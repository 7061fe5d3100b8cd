//! Populate a running glossary service with the starter web-components terms.
//!
//! Usage:
//!   glossary-seed [--host <host>] [--port <port>]

use std::collections::HashMap;
use std::time::Duration;

use anyhow::Result;
use clap::Parser;
use gateway::client::RpcClient;
use service::api::GlossaryApi;
use service::rpc::TermMessage;
use tracing::info;
use uuid::Uuid;

#[derive(Parser, Debug)]
#[command(name = "glossary-seed")]
#[command(about = "Seed the glossary service with starter terms")]
struct Args {
    /// Host of the glossary RPC service
    #[arg(long, default_value = "localhost")]
    host: String,

    /// Port of the glossary RPC service
    #[arg(long, default_value_t = 50051)]
    port: u16,
}

struct Seed {
    term: &'static str,
    definition: &'static str,
    tags: &'static [&'static str],
    sources: &'static [&'static str],
}

const TERMS: &[Seed] = &[
    Seed {
        term: "Web Components",
        definition: "A set of web standards (Custom Elements, Shadow DOM, HTML Templates) for building reusable UI components without tying them to a framework.",
        tags: &["standard", "frontend", "ui"],
        sources: &["https://www.w3.org/standards/"],
    },
    Seed {
        term: "Custom Elements",
        definition: "A specification for declaring your own HTML tags and controlling their lifecycle.",
        tags: &["web-components", "standard"],
        sources: &["https://developer.mozilla.org/"],
    },
    Seed {
        term: "Shadow DOM",
        definition: "DOM and CSS encapsulation that isolates a component's internal structure from the outer page.",
        tags: &["web-components", "standard"],
        sources: &["https://developer.mozilla.org/"],
    },
    Seed {
        term: "Virtual DOM",
        definition: "A UI approach where changes are applied to a virtual tree first and then synchronised efficiently with the real DOM.",
        tags: &["react", "frontend"],
        sources: &["https://react.dev/"],
    },
    Seed {
        term: "Hydration",
        definition: "Bringing server-rendered HTML to life on the client by attaching event handlers and state.",
        tags: &["ssr", "frontend"],
        sources: &["https://nextjs.org/"],
    },
];

fn strings(items: &[&str]) -> Vec<String> {
    items.iter().map(|s| s.to_string()).collect()
}

/// Build the upsert messages with ids assigned up front so relations can
/// point at terms that have not been written yet.
fn seed_messages() -> Vec<TermMessage> {
    let ids: HashMap<&str, String> = TERMS.iter().map(|s| (s.term, Uuid::new_v4().to_string())).collect();
    TERMS
        .iter()
        .map(|s| {
            let related_ids = if s.term == "Web Components" {
                vec![ids["Custom Elements"].clone(), ids["Shadow DOM"].clone()]
            } else {
                Vec::new()
            };
            TermMessage {
                id: ids[s.term].clone(),
                term: s.term.to_string(),
                definition: s.definition.to_string(),
                sources: strings(s.sources),
                tags: strings(s.tags),
                related_ids,
            }
        })
        .collect()
}

#[tokio::main]
async fn main() -> Result<()> {
    common::utils::logging::init_logging_default();
    let args = Args::parse();

    let url = format!("http://{}:{}", args.host, args.port);
    info!(%url, "seeding glossary");
    let client = RpcClient::new(url, Duration::from_secs(10))?;

    let messages = seed_messages();
    for msg in &messages {
        let saved = client.upsert_term(msg.clone()).await?;
        info!(id = %saved.id, term = %saved.term, "seeded term");
    }

    println!("Seeded {} terms", messages.len());
    Ok(())
}

#[cfg(test)]
mod tests {
    use super::*;

    #[test]
    fn only_web_components_carries_relations() {
        let msgs = seed_messages();
        assert_eq!(msgs.len(), 5);
        let wc = &msgs[0];
        assert_eq!(wc.related_ids, vec![msgs[1].id.clone(), msgs[2].id.clone()]);
        assert!(msgs[1..].iter().all(|m| m.related_ids.is_empty()));
        assert!(msgs.iter().all(|m| m.clone().into_term().is_ok()));
    }
}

● ● ●

YOUR GOAL: Your task is to reproduce all of the records exactly.

EXERCISE ANSWER:
repository 7061fe5d3100b8cd
//! Populate a running glossary service with the starter web-components terms.
//!
//! Usage:
//!   glossary-seed [--host <host>] [--port <port>]

use std::collections::HashMap;
use std::time::Duration;

use anyhow::Result;
use clap::Parser;
use gateway::client::RpcClient;
use service::api::GlossaryApi;
use service::rpc::TermMessage;
use tracing::info;
use uuid::Uuid;

#[derive(Parser, Debug)]
#[command(name = "glossary-seed")]
#[command(about = "Seed the glossary service with starter terms")]
struct Args {
    /// Host of the glossary RPC service
    #[arg(long, default_value = "localhost")]
    host: String,

    /// Port of the glossary RPC service
    #[arg(long, default_value_t = 50051)]
    port: u16,
}

struct Seed {
    term: &'static str,
    definition: &'static str,
    tags: &'static [&'static str],
    sources: &'static [&'static str],
}

const TERMS: &[Seed] = &[
    Seed {
        term: "Web Components",
        definition: "A set of web standards (Custom Elements, Shadow DOM, HTML Templates) for building reusable UI components without tying them to a framework.",
        tags: &["standard", "frontend", "ui"],
        sources: &["https://www.w3.org/standards/"],
    },
    Seed {
        term: "Custom Elements",
        definition: "A specification for declaring your own HTML tags and controlling their lifecycle.",
        tags: &["web-components", "standard"],
        sources: &["https://developer.mozilla.org/"],
    },
    Seed {
        term: "Shadow DOM",
        definition: "DOM and CSS encapsulation that isolates a component's internal structure from the outer page.",
        tags: &["web-components", "standard"],
        sources: &["https://developer.mozilla.org/"],
    },
    Seed {
        term: "Virtual DOM",
        definition: "A UI approach where changes are applied to a virtual tree first and then synchronised efficiently with the real DOM.",
        tags: &["react", "frontend"],
        sources: &["https://react.dev/"],
    },
    Seed {
        term: "Hydration",
        definition: "Bringing server-rendered HTML to life on the client by attaching event handlers and state.",
        tags: &["ssr", "frontend"],
        sources: &["https://nextjs.org/"],
    },
];

fn strings(items: &[&str]) -> Vec<String> {
    items.iter().map(|s| s.to_string()).collect()
}

/// Build the upsert messages with ids assigned up front so relations can
/// point at terms that have not been written yet.
fn seed_messages() -> Vec<TermMessage> {
    let ids: HashMap<&str, String> = TERMS.iter().map(|s| (s.term, Uuid::new_v4().to_string())).collect();
    TERMS
        .iter()
        .map(|s| {
            let related_ids = if s.term == "Web Components" {
                vec![ids["Custom Elements"].clone(), ids["Shadow DOM"].clone()]
            } else {
                Vec::new()
            };
            TermMessage {
                id: ids[s.term].clone(),
                term: s.term.to_string(),
                definition: s.definition.to_string(),
                sources: strings(s.sources),
                tags: strings(s.tags),
                related_ids,
            }
        })
        .collect()
}

#[tokio::main]
async fn main() -> Result<()> {
    common::utils::logging::init_logging_default();
    let args = Args::parse();

    let url = format!("http://{}:{}", args.host, args.port);
    info!(%url, "seeding glossary");
    let client = RpcClient::new(url, Duration::from_secs(10))?;

    let messages = seed_messages();
    for msg in &messages {
        let saved = client.upsert_term(msg.clone()).await?;
        info!(id = %saved.id, term = %saved.term, "seeded term");
    }

    println!("Seeded {} terms", messages.len());
    Ok(())
}

#[cfg(test)]
mod tests {
    use super::*;

    #[test]
    fn only_web_components_carries_relations() {
        let msgs = seed_messages();
        assert_eq!(msgs.len(), 5);
        let wc = &msgs[0];
        assert_eq!(wc.related_ids, vec![msgs[1].id.clone(), msgs[2].id.clone()]);
        assert!(msgs[1..].iter().all(|m| m.related_ids.is_empty()));
        assert!(msgs.iter().all(|m| m.clone().into_term().is_ok()));
    }
}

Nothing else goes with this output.